And I had indeed drowned in this abundant sea, and the wave of its perilous depths almost destroyed me, while I was that day at an audition (samāʿ) in the city of Zabīd, in the year nine-and-seventy and seven hundred, in the house of our brother the gnostic Shaykh Shihāb al-Dīn Aḥmad al-Raddād; and our master, the teacher of the world, the perfect pole, Abū al-Maʿrūf Sharaf al-Dīn Ismāʿīl ibn Ibrāhīm al-Jabartī, was present that day at the audition. So I called out at the top of my voice: “O God, I seek refuge in You from destroying knowledge; reach me, my master, reach me!” And the shaykh tended me within the very audition, and God transferred me, by his blessing, to the upright ascent that is upon the straight path — “the path of God, to whom belongs whatever is in the heavens and whatever is in the earth; surely to God all matters come home” (42:53). Then know that God created the Muhammadan thought from the light of His Name “the Guide, the Right-Directing”; and when thought had gathered the secrets of these beautiful Names, God created from the thought of Muhammad (God bless him and grant him peace) the spirits of the angels of the heavens and the earth, and charged them with guarding the lower and the upper — so the worlds remain guarded as long as they are watched over by these angels. So when you come upon these secrets, guard them under the concealment of expressions, and do not divulge them, for divulging is betrayal.

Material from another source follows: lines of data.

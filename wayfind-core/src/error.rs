use thiserror::Error;

/// Library-level failures surfaced at startup and by the health endpoint.
#[derive(Error, Debug)]
pub enum WayfindError {
    #[error("database error: {0}")]
    Database(#[from] sqlx::Error),

    #[error("config error: {0}")]
    Config(#[from] config::ConfigError),

    /// The live schema does not match what the pipeline relies on, e.g. a
    /// missing pgvector extension or a wrongly sized embedding column.
    #[error("schema mismatch on {table}: {detail}")]
    Schema { table: String, detail: String },
}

And God says the truth, and He guides to the way.
AI-assisted draft, editor review pending
Bāb 57 — al-Khayāl (Imagination, the substrate of all the worlds)
اعلم وفقك الله أن الخيالَ أصلُ الوجود، والذاتُ الذي فيه كمالُ ظهور المعبود. ألا ترى إلى اعتقادك في الحق وأن له الصفاتِ والأسماءَ، أين محلُّ هذا الاعتقاد الذي ظهر لك فيه اللهُ سبحانه وتعالى؟ إنما هو الخيال؛ فلأجل هذا قلنا إنه الذاتُ الذي فيه كمالُ ظهوره سبحانه. فإذا عرفتَ هذا ظهر لك أن الخيالَ أصلُ جميع العالم، لأن الحقَّ هو أصلُ جميع الأشياء، وأكملُ ظهوره لا يكون إلا في محلٍّ هو الأصل، وذلك المحلُّ هو الخيال. ألا ترى إلى النبي صلى الله عليه وسلم كيف جعل هذا المحسوسَ منامًا والمنامَ خيالًا، فقال: «الناسُ نيامٌ فإذا ماتوا انتبهوا»، يعني تظهر عليهم الحقائقُ التي كانوا عليها في دار الدنيا، فيعرفون أنهم كانوا نيامًا؛ لا أن الموت يحصِّل الانتباه الكلي، فإن الغفلةَ عن الله منسحبةٌ على أهل البرزخ وأهل المحشر وأهل النار وأهل الجنة، إلى أن يتجلَّى عليهم الحقُّ في الكثيب فيشاهدون اللهَ تعالى. وهذه الغفلةُ هي النوم، فكلُّ العوالم أصلُها خيال.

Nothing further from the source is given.